- What needs to be done:
Copy every line that holds the string "config" from the data below.
START Material to process
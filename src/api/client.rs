//! REST client for the issue tracker server.

use super::error::{ApiError, ApiResult};
use super::{wire, IssueApi, HTTP_CLIENT};
use crate::config::Config;
use crate::data::{
    Comment, Issue, IssueId, IssueStatus, Label, LabelForm, LabelId, Milestone, MilestoneForm,
    MilestoneId, NewIssue, UserRef,
};
use async_trait::async_trait;
use reqwest::{Method, RequestBuilder};
use serde::Serialize;

pub struct ApiClient {
    base_url: String,
    token: Option<String>,
}

impl ApiClient {
    pub fn new(base_url: impl Into<String>, token: Option<String>) -> Self {
        Self {
            base_url: base_url.into().trim_end_matches('/').to_string(),
            token: token.filter(|t| !t.trim().is_empty()),
        }
    }

    pub fn from_config(config: &Config) -> Self {
        Self::new(config.server.base_url.clone(), config.server.token.clone())
    }

    pub fn url(&self, path: &str) -> String {
        format!("{}{}", self.base_url, path)
    }

    fn request(&self, method: Method, path: &str) -> RequestBuilder {
        let builder = HTTP_CLIENT
            .request(method, self.url(path))
            .header("Accept", "application/json")
            .header("User-Agent", "issuedeck");
        match &self.token {
            Some(token) => builder.header("Authorization", format!("Bearer {}", token)),
            None => builder,
        }
    }

    /// Send a request and return the body of a 2xx response.
    async fn send(&self, builder: RequestBuilder, endpoint: &str) -> ApiResult<String> {
        let response = builder.send().await.map_err(|source| ApiError::Network {
            endpoint: endpoint.to_string(),
            source,
        })?;

        let status = response.status();
        if !status.is_success() {
            tracing::warn!("{} returned {}", endpoint, status);
            return Err(ApiError::from_status(endpoint, status.as_u16()));
        }

        response.text().await.map_err(|source| ApiError::Network {
            endpoint: endpoint.to_string(),
            source,
        })
    }

    async fn get<T>(
        &self,
        path: &str,
        parse: fn(&str) -> serde_json::Result<T>,
    ) -> ApiResult<T> {
        tracing::debug!("GET {}", path);
        let body = self.send(self.request(Method::GET, path), path).await?;
        decode(path, &body, parse)
    }

    async fn write<B: Serialize + ?Sized>(
        &self,
        method: Method,
        path: &str,
        body: &B,
    ) -> ApiResult<String> {
        tracing::debug!("{} {}", method, path);
        self.send(self.request(method, path).json(body), path).await
    }

    async fn delete(&self, path: &str) -> ApiResult<()> {
        tracing::debug!("DELETE {}", path);
        self.send(self.request(Method::DELETE, path), path).await?;
        Ok(())
    }
}

fn decode<T>(
    endpoint: &str,
    body: &str,
    parse: fn(&str) -> serde_json::Result<T>,
) -> ApiResult<T> {
    parse(body).map_err(|source| ApiError::Decode {
        endpoint: endpoint.to_string(),
        source,
    })
}

#[derive(Serialize)]
#[serde(rename_all = "camelCase")]
struct StatusBody {
    is_open: bool,
}

#[async_trait]
impl IssueApi for ApiClient {
    async fn fetch_issues(&self, status: IssueStatus) -> ApiResult<Vec<Issue>> {
        let path = format!("/api/issues?status={}", status.as_query());
        self.get(&path, wire::parse_issues).await
    }

    async fn create_issue(&self, issue: &NewIssue) -> ApiResult<IssueId> {
        let path = "/api/issues";
        let body = self.write(Method::POST, path, issue).await?;
        decode(path, &body, wire::parse_created_issue)
    }

    async fn set_issue_status(&self, id: IssueId, status: IssueStatus) -> ApiResult<()> {
        let path = format!("/api/issues/{}/status", id);
        let body = StatusBody {
            is_open: status == IssueStatus::Open,
        };
        self.write(Method::PATCH, &path, &body).await?;
        Ok(())
    }

    async fn fetch_users(&self) -> ApiResult<Vec<UserRef>> {
        self.get("/api/users", wire::parse_users).await
    }

    async fn fetch_labels(&self) -> ApiResult<Vec<Label>> {
        self.get("/api/labels", wire::parse_labels).await
    }

    async fn create_label(&self, label: &LabelForm) -> ApiResult<()> {
        self.write(Method::POST, "/api/labels", label).await?;
        Ok(())
    }

    async fn update_label(&self, id: LabelId, label: &LabelForm) -> ApiResult<()> {
        let path = format!("/api/labels/{}", id);
        self.write(Method::PATCH, &path, label).await?;
        Ok(())
    }

    async fn delete_label(&self, id: LabelId) -> ApiResult<()> {
        self.delete(&format!("/api/labels/{}", id)).await
    }

    async fn fetch_milestones(&self) -> ApiResult<Vec<Milestone>> {
        self.get("/api/milestones", wire::parse_milestones).await
    }

    async fn create_milestone(&self, milestone: &MilestoneForm) -> ApiResult<()> {
        self.write(Method::POST, "/api/milestones", milestone).await?;
        Ok(())
    }

    async fn update_milestone(&self, id: MilestoneId, milestone: &MilestoneForm) -> ApiResult<()> {
        let path = format!("/api/milestones/{}", id);
        self.write(Method::PATCH, &path, milestone).await?;
        Ok(())
    }

    async fn delete_milestone(&self, id: MilestoneId) -> ApiResult<()> {
        self.delete(&format!("/api/milestones/{}", id)).await
    }

    async fn fetch_comments(&self, issue: IssueId) -> ApiResult<Vec<Comment>> {
        let path = format!("/api/issues/{}/comments", issue);
        self.get(&path, wire::parse_comments).await
    }

    async fn auth_status(&self) -> ApiResult<bool> {
        let path = "/api/auth";
        let response = self
            .request(Method::GET, path)
            .send()
            .await
            .map_err(|source| ApiError::Network {
                endpoint: path.to_string(),
                source,
            })?;
        Ok(response.status().as_u16() == 200)
    }
}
END Material to process
- Exercise result:
use crate::config::Config;
    pub fn from_config(config: &Config) -> Self {
        Self::new(config.server.base_url.clone(), config.server.token.clone())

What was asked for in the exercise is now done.